For the past four years a group of 10 crimson-robed Tibetan monks from the Drepung Gomang Monastery in southern India has traveled on a nine-month tour of the United States. When the latest tour finishes in early July, the monks will have visited 44 cities in 22 states, performing traditional chants and dances at museums, colleges, elementary schools and libraries. Drepung Gomang organizes the tour to spread a message of inner peace and to raise money for the monastery, which already houses 1,750 monks and accepts 150 new monks who’ve fled Chinese-occupied Tibet each year.

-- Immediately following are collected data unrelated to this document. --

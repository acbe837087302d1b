//! Validation command handler

use super::{ensure_exists, open_session};
use crate::cli::ValidateArgs;
use crate::config::Config;
use crate::error::{CliError, Result};
use crate::logging::timing::Timer;
use crate::output::{InstanceReport, OutputWriter, ValidationReport};
use schemagraph::{FileLoader, Schema};
use std::path::Path;
use tracing::{debug, info, instrument, warn};

/// Handle the validate command
///
/// The schema is compiled once; every instance is then validated against it
/// even when earlier ones fail.
#[instrument(skip(config, output), fields(schema = %args.schema.display(), instances = args.instances.len()))]
pub fn handle_validate(args: ValidateArgs, config: &Config, output: &mut OutputWriter) -> Result<()> {
    let loader_config = args.loader_config(&config.loader);
    debug!(config = ?loader_config, "Effective loader configuration");

    let mut loader = open_session(loader_config, &args.loader.refs)?;
    ensure_exists(&args.schema)?;

    output.info(&format!("Compiling schema: {}", args.schema.display()))?;
    let schema = {
        let _timer = Timer::with_details("compile", &args.schema.display().to_string());
        loader.compile(&FileLoader::new(&args.schema))?
    };
    info!(nodes = schema.node_count(), "Schema compiled");

    let mut report = ValidationReport::new(args.schema.display().to_string());
    {
        let _timer = Timer::new("validate_instances");
        for path in &args.instances {
            report.push(validate_instance(&schema, path)?);
        }
    }

    output.validation_report(&report)?;
    outcome(&report)
}

fn validate_instance(schema: &Schema, path: &Path) -> Result<InstanceReport> {
    let name = path.display().to_string();
    if !path.exists() {
        warn!(instance = %name, "Instance file not found");
        return Ok(InstanceReport::unreadable(name, "File not found"));
    }

    match schema.validate(&FileLoader::new(path)) {
        Ok(result) => {
            debug!(instance = %name, errors = result.len(), "Instance validated");
            Ok(InstanceReport::from_result(name, result))
        }
        Err(e) if e.is_instance_error() => {
            warn!(instance = %name, error = %e, "Instance could not be loaded");
            Ok(InstanceReport::unreadable(name, e.to_string()))
        }
        Err(e) => Err(e.into()),
    }
}

/// Map a finished report onto the process outcome
fn outcome(report: &ValidationReport) -> Result<()> {
    let unreadable = report.unreadable_count();
    if unreadable > 0 {
        return Err(CliError::UnreadableInstances { count: unreadable });
    }

    let invalid = report.invalid_count();
    if invalid > 0 {
        return Err(CliError::InvalidInstances {
            invalid,
            total: report.instances.len(),
        });
    }
    Ok(())
}
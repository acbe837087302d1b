//! Loader session behaviour across documents, drafts and meta-schemas

use schemagraph::{
    Draft, FileLoader, LoaderConfig, ReferenceLoader, SchemaError, SchemaLoader, SchemaResult, StringLoader,
    ValueLoader,
};
use serde_json::json;
use tempfile::tempdir;

fn error_types(result: &schemagraph::ValidationResult) -> Vec<&str> {
    result.errors().iter().map(|e| e.error_type()).collect()
}

#[test]
fn test_reference_to_added_schema() -> SchemaResult<()> {
    let mut loader = SchemaLoader::new();
    loader.add_schemas(&[&StringLoader::new(
        r#"{"$id": "http://localhost:1234/test1.json", "type": "integer"}"#,
    )])?;

    let schema = loader.compile(&ReferenceLoader::new("http://localhost:1234/test1.json")?)?;
    let result = schema.validate(&StringLoader::new(r#""hello""#))?;
    assert_eq!(error_types(&result), vec!["invalid_type"]);
    Ok(())
}

#[test]
fn test_reference_matches_direct_compilation() -> SchemaResult<()> {
    let mut loader = SchemaLoader::new();
    loader.add_schemas(&[&StringLoader::new(r#"{"$id": "u1", "type": "integer"}"#)])?;
    let via_reference = loader.compile(&StringLoader::new(r#"{"$ref": "u1"}"#))?;
    let direct = schemagraph::compile(&StringLoader::new(r#"{"type": "integer"}"#))?;

    for instance in [json!("hello"), json!(4), json!(4.5), json!(null)] {
        assert_eq!(
            via_reference.validate_value(&instance)?,
            direct.validate_value(&instance)?,
            "instance {}",
            instance
        );
    }
    Ok(())
}

#[test]
fn test_cross_reference() -> SchemaResult<()> {
    let mut loader = SchemaLoader::new();
    loader.add_schema(
        "http://localhost:1234/test2.json",
        &StringLoader::new(
            r#"{
                "$ref": "http://localhost:1234/test3.json",
                "definitions": {"foo": {"type": "integer"}}
            }"#,
        ),
    )?;
    loader.add_schema(
        "http://localhost:1234/test3.json",
        &StringLoader::new(r#"{"$ref": "http://localhost:1234/test2.json#/definitions/foo"}"#),
    )?;

    let schema = loader.compile(&StringLoader::new(r#"{"$ref": "http://localhost:1234/test2.json"}"#))?;
    let result = schema.validate(&StringLoader::new(r#""hello""#))?;
    assert_eq!(error_types(&result), vec!["invalid_type"]);
    Ok(())
}

#[test]
fn test_double_id_reference() -> SchemaResult<()> {
    let mut loader = SchemaLoader::new();
    loader.add_schema("http://localhost:1234/test4.json", &StringLoader::new("{}"))?;

    let err = loader
        .add_schemas(&[&StringLoader::new(r#"{"$id": "http://localhost:1234/test4.json"}"#)])
        .unwrap_err();
    assert!(matches!(err, SchemaError::DuplicateId { .. }));
    assert_eq!(err.uri(), Some("http://localhost:1234/test4.json"));
    Ok(())
}

#[test]
fn test_custom_meta_schema() -> SchemaResult<()> {
    let meta = StringLoader::new(
        r#"{
            "$id": "http://localhost:1234/test5.json",
            "properties": {"multipleOf": false}
        }"#,
    );
    let config = LoaderConfig::default().with_validate(true);

    let mut loader = SchemaLoader::with_config(config.clone());
    loader.add_schemas(&[&meta])?;
    loader.compile(&StringLoader::new(
        r#"{
            "$id": "http://localhost:1234/test6.json",
            "$schema": "http://localhost:1234/test5.json",
            "type": "string"
        }"#,
    ))?;

    let mut loader = SchemaLoader::with_config(config);
    loader.add_schemas(&[&meta])?;
    let err = loader
        .compile(&StringLoader::new(
            r#"{
                "$id": "http://localhost:1234/test7.json",
                "$schema": "http://localhost:1234/test5.json",
                "multipleOf": 5
            }"#,
        ))
        .unwrap_err();
    assert!(matches!(err, SchemaError::MetaSchemaViolation { .. }));
    Ok(())
}

#[test]
fn test_schema_detection() -> SchemaResult<()> {
    let document = r#"{
        "$schema": "http://json-schema.org/draft-04/schema#",
        "exclusiveMinimum": 5
    }"#;

    let err = schemagraph::compile(&StringLoader::new(document)).unwrap_err();
    assert!(matches!(err, SchemaError::InvalidKeyword { .. }));

    let mut loader = SchemaLoader::with_config(LoaderConfig::default().with_auto_detect(false));
    let schema = loader.compile(&StringLoader::new(document))?;
    assert_eq!(error_types(&schema.validate_value(&json!(5))?), vec!["number_gt"]);
    Ok(())
}

#[test]
fn test_forced_default_draft() -> SchemaResult<()> {
    let config = LoaderConfig::default()
        .with_auto_detect(false)
        .with_default_draft(Draft::Draft4);
    let mut loader = SchemaLoader::with_config(config);

    // Declared draft-07, compiled as draft-04: `const` is not a keyword there
    let schema = loader.compile(&ValueLoader::new(json!({
        "$schema": "http://json-schema.org/draft-07/schema#",
        "const": 1
    })))?;
    assert!(schema.validate_value(&json!(2))?.is_valid());
    Ok(())
}

#[test]
fn test_mixed_drafts_in_one_graph() -> SchemaResult<()> {
    let mut loader = SchemaLoader::new();
    loader.add_schemas(&[&ValueLoader::new(json!({
        "$schema": "http://json-schema.org/draft-04/schema#",
        "id": "http://example.com/old.json",
        "minimum": 10,
        "exclusiveMinimum": true
    }))])?;

    let schema = loader.compile(&ValueLoader::new(json!({
        "$schema": "http://json-schema.org/draft-07/schema#",
        "properties": {
            "old": {"$ref": "http://example.com/old.json"},
            "new": {"exclusiveMinimum": 10}
        }
    })))?;

    let result = schema.validate_value(&json!({"old": 10, "new": 10}))?;
    assert_eq!(error_types(&result), vec!["number_gt", "number_gt"]);
    Ok(())
}

#[test]
fn test_nested_id_scopes() -> SchemaResult<()> {
    let schema = schemagraph::compile(&ValueLoader::new(json!({
        "$id": "http://example.com/root.json",
        "properties": {
            "a": {"$ref": "item.json"},
            "b": {"$ref": "nested/item.json"}
        },
        "definitions": {
            "top": {"$id": "item.json", "type": "string"},
            "scope": {
                "$id": "nested/",
                "definitions": {
                    "inner": {"$id": "item.json", "type": "integer"}
                }
            }
        }
    })))?;

    assert!(schema.validate_value(&json!({"a": "x", "b": 1}))?.is_valid());
    let result = schema.validate_value(&json!({"a": 1, "b": "x"}))?;
    let fields: Vec<&str> = result.errors().iter().map(|e| e.field()).collect();
    assert_eq!(fields, vec!["a", "b"]);
    Ok(())
}

#[test]
fn test_forward_reference_between_added_documents() -> SchemaResult<()> {
    let mut loader = SchemaLoader::new();
    loader.add_schemas(&[
        &StringLoader::new(r#"{"$id": "http://example.com/a.json", "items": {"$ref": "b.json"}}"#),
        &StringLoader::new(r#"{"$id": "http://example.com/b.json", "maxLength": 1}"#),
    ])?;

    let schema = loader.compile(&ReferenceLoader::new("http://example.com/a.json")?)?;
    let result = schema.validate_value(&json!(["a", "bb"]))?;
    assert_eq!(error_types(&result), vec!["string_lte"]);
    assert_eq!(result.errors()[0].pointer(), "/1");
    Ok(())
}

#[test]
fn test_file_documents_resolve_relative_refs() -> SchemaResult<()> {
    let dir = tempdir().unwrap();
    std::fs::write(
        dir.path().join("person.yaml"),
        "type: object\nproperties:\n  address:\n    $ref: address.json#/definitions/address\n",
    )
    .unwrap();
    std::fs::write(
        dir.path().join("address.json"),
        r#"{"definitions": {"address": {"type": "object", "required": ["city"]}}}"#,
    )
    .unwrap();

    let schema = schemagraph::compile(&FileLoader::new(dir.path().join("person.yaml")))?;
    let result = schema.validate_value(&json!({"address": {}}))?;
    assert_eq!(error_types(&result), vec!["required"]);
    assert_eq!(result.errors()[0].field(), "address");
    Ok(())
}

#[test]
fn test_recursive_schema_validates_deep_instances() -> SchemaResult<()> {
    let schema = schemagraph::compile(&ValueLoader::new(json!({
        "type": "object",
        "properties": {
            "value": {"type": "integer"},
            "next": {"$ref": "#"}
        }
    })))?;

    let instance = json!({"value": 1, "next": {"value": 2, "next": {"value": "three"}}});
    let result = schema.validate_value(&instance)?;
    assert_eq!(result.len(), 1);
    assert_eq!(result.errors()[0].context(), "(root).next.next.value");
    Ok(())
}

#[test]
fn test_mutually_recursive_documents() -> SchemaResult<()> {
    let mut loader = SchemaLoader::new();
    loader.add_schemas(&[
        &StringLoader::new(
            r#"{"$id": "http://example.com/tree.json", "properties": {"children": {"items": {"$ref": "node.json"}}}}"#,
        ),
        &StringLoader::new(
            r#"{"$id": "http://example.com/node.json", "required": ["name"], "allOf": [{"$ref": "tree.json"}]}"#,
        ),
    ])?;

    let schema = loader.compile(&ReferenceLoader::new("http://example.com/tree.json")?)?;
    let result = schema.validate_value(&json!({"children": [{"name": "a", "children": [{}]}]}))?;
    assert_eq!(error_types(&result), vec!["required", "number_all_of"]);
    assert_eq!(result.errors()[0].field(), "children.0.children.0");
    Ok(())
}

#[test]
fn test_in_place_reference_cycle_is_a_compile_error() {
    let mut loader = SchemaLoader::new();
    let err = loader
        .compile(&ValueLoader::new(json!({
            "allOf": [{"$ref": "#/definitions/b"}],
            "definitions": {"b": {"anyOf": [{"$ref": "#"}]}}
        })))
        .unwrap_err();
    assert!(matches!(err, SchemaError::CircularReference { .. }));
}

#[test]
fn test_unresolved_fragment_names_the_reference() {
    let err = schemagraph::compile(&ValueLoader::new(json!({
        "properties": {"a": {"$ref": "#/definitions/missing"}}
    })))
    .unwrap_err();
    assert!(matches!(err, SchemaError::UnresolvedReference { .. }));
    assert!(err.to_string().contains("#/definitions/missing"));
}

#[test]
fn test_strict_draft_rejects_unknown_schema_uri() {
    let mut loader = SchemaLoader::with_config(LoaderConfig::default().with_strict_draft(true));
    let err = loader
        .compile(&ValueLoader::new(json!({"$schema": "http://example.com/unknown#"})))
        .unwrap_err();
    assert!(matches!(err, SchemaError::UnsupportedDraft { .. }));

    let mut lenient = SchemaLoader::new();
    assert!(lenient
        .compile(&ValueLoader::new(json!({"$schema": "http://example.com/unknown#"})))
        .is_ok());
}

#[test]
fn test_strict_formats() -> SchemaResult<()> {
    let schema_json = json!({"format": "made-up"});

    let lenient = schemagraph::compile(&ValueLoader::new(schema_json.clone()))?;
    assert!(lenient.validate_value(&json!("anything"))?.is_valid());

    let mut loader = SchemaLoader::with_config(LoaderConfig::default().with_strict_formats(true));
    let strict = loader.compile(&ValueLoader::new(schema_json))?;
    let result = strict.validate_value(&json!("anything"))?;
    assert_eq!(error_types(&result), vec!["format"]);
    assert!(strict.validate_value(&json!(12))?.is_valid());
    Ok(())
}

#[test]
fn test_meta_validation_of_added_documents() {
    let mut loader = SchemaLoader::with_config(LoaderConfig::default().with_validate(true));
    let err = loader
        .add_schemas(&[&ValueLoader::new(json!({
            "$schema": "http://json-schema.org/draft-04/schema#",
            "type": "strin"
        }))])
        .unwrap_err();
    assert!(matches!(err, SchemaError::MetaSchemaViolation { .. }));
    // Only the draft-04 meta-schema was registered
    assert_eq!(loader.pool().len(), 1);
}

#[test]
fn test_repeated_validation_is_identical() -> SchemaResult<()> {
    let schema = schemagraph::compile(&ValueLoader::new(json!({
        "properties": {"a": {"oneOf": [{"type": "integer"}, {"minimum": 0}]}},
        "required": ["b"]
    })))?;
    let instance = json!({"a": 4});

    let first = schema.validate_value(&instance)?;
    for _ in 0..5 {
        assert_eq!(schema.validate_value(&instance)?, first);
    }
    assert_eq!(error_types(&first), vec!["required", "number_one_of_multiple"]);
    Ok(())
}

#[test]
fn test_add_schema_under_an_alias_of_a_registered_document() -> SchemaResult<()> {
    let document = json!({
        "$id": "http://example.com/a.json",
        "definitions": {"name": {"type": "string"}},
        "properties": {"name": {"$ref": "#/definitions/name"}}
    });

    let mut loader = SchemaLoader::new();
    loader.add_schemas(&[&ValueLoader::new(document.clone())])?;
    loader.add_schema("http://example.com/alias.json", &ValueLoader::new(document))?;
    assert_eq!(loader.pool().len(), 1);

    let schema = loader.compile(&ReferenceLoader::new("http://example.com/alias.json")?)?;
    let result = schema.validate_value(&json!({"name": 3}))?;
    assert_eq!(error_types(&result), vec!["invalid_type"]);

    let name = loader.compile(&ReferenceLoader::new("http://example.com/alias.json#/definitions/name")?)?;
    assert!(name.is_valid(&json!("ada")));
    Ok(())
}

#[test]
fn test_http_and_https_meta_schema_uris_share_one_document() -> SchemaResult<()> {
    let schema = schemagraph::compile(&ValueLoader::new(json!({
        "properties": {
            "plain": {"$ref": "http://json-schema.org/draft-07/schema#"},
            "secure": {"$ref": "https://json-schema.org/draft-07/schema#"}
        }
    })))?;
    assert!(schema.is_valid(&json!({"plain": {"type": "string"}, "secure": {"minLength": 2}})));
    assert!(!schema.is_valid(&json!({"secure": {"minLength": -1}})));

    let mut loader = SchemaLoader::with_config(LoaderConfig::default().with_validate(true));
    loader.compile(&ValueLoader::new(json!({
        "$schema": "http://json-schema.org/draft-07/schema#",
        "type": "string"
    })))?;
    let secure = loader.compile(&ValueLoader::new(json!({
        "$schema": "https://json-schema.org/draft-07/schema#",
        "type": "integer"
    })))?;
    assert!(secure.is_valid(&json!(4)));
    Ok(())
}

#[test]
fn test_failed_compile_leaves_the_session_unchanged() -> SchemaResult<()> {
    let mut loader = SchemaLoader::new();
    loader.add_schemas(&[&ValueLoader::new(json!({"$id": "http://example.com/base.json", "type": "object"}))])?;

    let err = loader
        .compile(&ValueLoader::new(json!({"$id": "http://example.com/r.json", "pattern": "("})))
        .unwrap_err();
    assert!(matches!(err, SchemaError::InvalidPattern { .. }));
    assert_eq!(loader.pool().len(), 1);

    let err = loader
        .compile(&ValueLoader::new(json!({
            "$id": "http://example.com/r.json",
            "allOf": [{"$ref": "#"}]
        })))
        .unwrap_err();
    assert!(matches!(err, SchemaError::CircularReference { .. }));
    assert_eq!(loader.pool().len(), 1);

    let fixed = loader.compile(&ValueLoader::new(json!({"$id": "http://example.com/r.json", "pattern": "^a"})))?;
    assert!(fixed.is_valid(&json!("abc")));
    assert!(!fixed.is_valid(&json!("xyz")));

    // Documents registered before the failures are still there
    let base = loader.compile(&ReferenceLoader::new("http://example.com/base.json")?)?;
    assert!(!base.is_valid(&json!(1)));
    Ok(())
}
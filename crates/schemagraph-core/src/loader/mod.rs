//! Schema loading: document sources, the per-session pool and the loader
//! session that ties registration, draft selection and compilation together
//!
//! # Example Usage
//!
//! ```rust
//! use schemagraph::loader::{ReferenceLoader, SchemaLoader, StringLoader};
//!
//! let mut loader = SchemaLoader::new();
//! loader.add_schemas(&[&StringLoader::new(r#"{"$id": "u1", "type": "integer"}"#)])?;
//!
//! let schema = loader.compile(&ReferenceLoader::new("u1")?)?;
//! let result = schema.validate(&StringLoader::new(r#""hello""#))?;
//! assert_eq!(result.errors()[0].error_type(), "invalid_type");
//! # Ok::<(), schemagraph::SchemaError>(())
//! ```
//!
//! Copyright (c) 2025 Specado Team
//! Licensed under the Apache-2.0 license

pub mod parser;
pub mod pool;
pub mod retriever;
pub mod schema_loader;
pub mod source;

pub use parser::{DocumentParser, Format};
pub use pool::{Location, PoolCheckpoint, RawDocument, SchemaPool, ScopeStack, DEFAULT_BASE_URI};
pub use retriever::{DefaultRetriever, InMemoryRetriever, Retrieve};
pub use schema_loader::{LoaderConfig, SchemaLoader};
pub use source::{FileLoader, Loader, ReferenceLoader, StringLoader, ValueLoader};
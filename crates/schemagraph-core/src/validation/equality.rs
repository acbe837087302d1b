//! JSON equality and number arithmetic as JSON Schema defines them
//!
//! Copyright (c) 2025 Specado Team
//! Licensed under the Apache-2.0 license

use serde_json::{Number, Value};
use std::cmp::Ordering;

/// Tolerance for `multipleOf` on non-integer operands
const MULTIPLE_OF_EPSILON: f64 = 1e-9;

/// Structural equality where numbers compare by value, so `1 == 1.0`
pub fn json_equal(left: &Value, right: &Value) -> bool {
    match (left, right) {
        (Value::Number(a), Value::Number(b)) => compare_numbers(a, b) == Ordering::Equal,
        (Value::Array(a), Value::Array(b)) => {
            a.len() == b.len() && a.iter().zip(b).all(|(x, y)| json_equal(x, y))
        }
        (Value::Object(a), Value::Object(b)) => {
            a.len() == b.len()
                && a.iter()
                    .all(|(key, x)| b.get(key).map_or(false, |y| json_equal(x, y)))
        }
        _ => left == right,
    }
}

/// Compare two numbers exactly when both are integers, as floats otherwise
pub fn compare_numbers(left: &Number, right: &Number) -> Ordering {
    match (as_integer(left), as_integer(right)) {
        (Some(a), Some(b)) => a.cmp(&b),
        _ => {
            let a = left.as_f64().unwrap_or(f64::NAN);
            let b = right.as_f64().unwrap_or(f64::NAN);
            a.partial_cmp(&b).unwrap_or(Ordering::Equal)
        }
    }
}

/// Whether `value` is an integer multiple of `multiple`
pub fn is_multiple_of(value: &Number, multiple: &Number) -> bool {
    if let (Some(v), Some(m)) = (as_integer(value), as_integer(multiple)) {
        return m != 0 && v % m == 0;
    }

    let (Some(v), Some(m)) = (value.as_f64(), multiple.as_f64()) else {
        return false;
    };
    let quotient = v / m;
    quotient.is_finite() && (quotient - quotient.round()).abs() < MULTIPLE_OF_EPSILON
}

fn as_integer(n: &Number) -> Option<i128> {
    n.as_i64()
        .map(i128::from)
        .or_else(|| n.as_u64().map(i128::from))
}
//! Check command handler: compile a schema without validating instances

use super::{ensure_exists, open_session};
use crate::cli::CheckArgs;
use crate::config::Config;
use crate::error::Result;
use crate::logging::timing::Timer;
use crate::output::{CheckReport, OutputWriter};
use schemagraph::FileLoader;
use tracing::{info, instrument};

/// Handle the check command
///
/// Meta-schema validation is always on; any compile error is returned and
/// ends the process with exit code 2.
#[instrument(skip(config, output), fields(schema = %args.schema.display()))]
pub fn handle_check(args: CheckArgs, config: &Config, output: &mut OutputWriter) -> Result<()> {
    let mut loader = open_session(args.loader_config(&config.loader), &args.loader.refs)?;
    ensure_exists(&args.schema)?;

    output.info(&format!("Checking schema: {}", args.schema.display()))?;
    let timer = Timer::with_details("check", &args.schema.display().to_string());
    let schema = loader.compile(&FileLoader::new(&args.schema))?;
    timer.finish();

    info!(nodes = schema.node_count(), "Schema is well formed");
    output.check_report(&CheckReport {
        schema: args.schema.display().to_string(),
        valid: true,
        nodes: schema.node_count(),
    })
}
//! Property-based tests for compilation and validation
//!
//! These tests check invariants that must hold for arbitrary instances:
//! repeatable results, boolean schemas, combinator tie-breaks and paths that
//! point back into the instance.

use proptest::prelude::*;
use schemagraph::{Schema, ValueLoader};
use serde_json::{json, Value};

/// Strategy for generating random JSON values with controlled complexity
fn json_value_strategy() -> impl Strategy<Value = Value> {
    let leaf = prop_oneof![
        Just(Value::Null),
        any::<bool>().prop_map(Value::Bool),
        any::<i64>().prop_map(|n| Value::Number(n.into())),
        (-1.0e6..1.0e6f64).prop_map(|f| json!(f)),
        "[a-zA-Z0-9 ]{0,20}".prop_map(Value::String),
    ];

    leaf.prop_recursive(
        3,  // max depth
        16, // max size
        5,  // items per collection
        |inner| {
            prop_oneof![
                proptest::collection::vec(inner.clone(), 0..5).prop_map(Value::Array),
                proptest::collection::hash_map("[a-z]{1,6}", inner, 0..5)
                    .prop_map(|m| Value::Object(m.into_iter().collect())),
            ]
        },
    )
}

fn compile(schema: Value) -> Schema {
    schemagraph::compile(&ValueLoader::new(schema)).unwrap()
}

/// A schema touching most keyword families
fn kitchen_sink() -> Schema {
    compile(json!({
        "type": ["object", "array", "string", "number", "null", "boolean"],
        "properties": {"a": {"type": "integer"}, "b": {"$ref": "#"}},
        "patternProperties": {"^x": {"minLength": 2}},
        "additionalProperties": {"not": {"type": "null"}},
        "items": {"$ref": "#/definitions/item"},
        "maxItems": 3,
        "uniqueItems": true,
        "minLength": 1,
        "maximum": 1000,
        "anyOf": [{"type": "string"}, {"type": "object"}, {"type": "array"}, {"type": "number"}],
        "definitions": {"item": {"oneOf": [{"type": "string"}, {"type": "number"}, {"type": "object"}]}}
    }))
}

proptest! {
    #[test]
    fn test_validation_is_repeatable(instance in json_value_strategy()) {
        let schema = kitchen_sink();
        let first = schema.validate_value(&instance).unwrap();
        let second = schema.validate_value(&instance).unwrap();
        prop_assert_eq!(first, second);
    }

    #[test]
    fn test_boolean_schemas(instance in json_value_strategy()) {
        prop_assert!(compile(json!(true)).validate_value(&instance).unwrap().is_valid());
        prop_assert!(compile(json!({})).validate_value(&instance).unwrap().is_valid(), "empty object schema should accept every instance");

        let result = compile(json!(false)).validate_value(&instance).unwrap();
        prop_assert_eq!(result.len(), 1);
        prop_assert_eq!(result.errors()[0].error_type(), "false");
    }

    #[test]
    fn test_not_inverts_validity(instance in json_value_strategy()) {
        let inner = json!({"type": "object", "minProperties": 1});
        let plain = compile(inner.clone()).validate_value(&instance).unwrap().is_valid();
        let negated = compile(json!({"not": inner})).validate_value(&instance).unwrap().is_valid();
        prop_assert_ne!(plain, negated);
    }

    #[test]
    fn test_one_of_reports_a_single_error(instance in json_value_strategy()) {
        let schema = compile(json!({
            "oneOf": [{"type": "number"}, {"type": "integer"}, {"type": "string"}]
        }));
        let result = schema.validate_value(&instance).unwrap();

        let expected = match &instance {
            Value::String(_) => None,
            Value::Number(n) if n.is_f64() && n.as_f64().map_or(false, |f| f.fract() != 0.0) => None,
            Value::Number(_) => Some("number_one_of_multiple"),
            _ => Some("number_one_of"),
        };
        match expected {
            None => prop_assert!(result.is_valid()),
            Some(error_type) => {
                prop_assert_eq!(result.len(), 1);
                prop_assert_eq!(result.errors()[0].error_type(), error_type);
            }
        }
    }

    #[test]
    fn test_error_pointers_resolve_into_the_instance(instance in json_value_strategy()) {
        let schema = compile(json!({
            "items": {"$ref": "#/definitions/leaf"},
            "additionalProperties": {"$ref": "#/definitions/leaf"},
            "definitions": {
                "leaf": {
                    "type": ["string", "array", "object"],
                    "items": {"$ref": "#/definitions/leaf"},
                    "additionalProperties": {"$ref": "#/definitions/leaf"}
                }
            }
        }));

        let result = schema.validate_value(&instance).unwrap();
        for error in result.errors() {
            let located = instance.pointer(error.pointer());
            prop_assert_eq!(located, Some(error.value()));
        }
    }

    #[test]
    fn test_type_integer_matches_integral_numbers(n in any::<i64>()) {
        let schema = compile(json!({"type": "integer"}));
        prop_assert!(schema.validate_value(&json!(n)).unwrap().is_valid());
        prop_assert!(schema.validate_value(&json!(n as f64 + 0.5)).unwrap().len() <= 1);
    }
}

When the Drepung monks stop in Los Angeles they stay in the sprawling homes of Liberty Godshall, an energetic blond activist who lives in Santa Monica, and Kathy Rodman, a sexy mother of six with dyed auburn bangs who lives in the Pacific Palisades. Three years ago, during the monks’ first trip, Rodman offered to house two monks to help out a friend of a friend. Two months later she got a call: All 10 monks were going to show up at her house the following day. Rodman freaked, called her close friend Godshall for help, and Godshall agreed to take half the monks at her place. Over the years a number of other women in the Pacific Palisades have eagerly offered to host the monks in their own sprawling homes, but Godshall and Rodman won’t hear of it.

“They don’t like to share,” said their close friend Karen Fairbank.

GROCERY LIST

In mid-February, one week before the monks arrived in Los Angeles, Rodman, Godshall and Fairbank gathered in Rodman’s sunny kitchen looking out onto the Pacific to make a grocery list.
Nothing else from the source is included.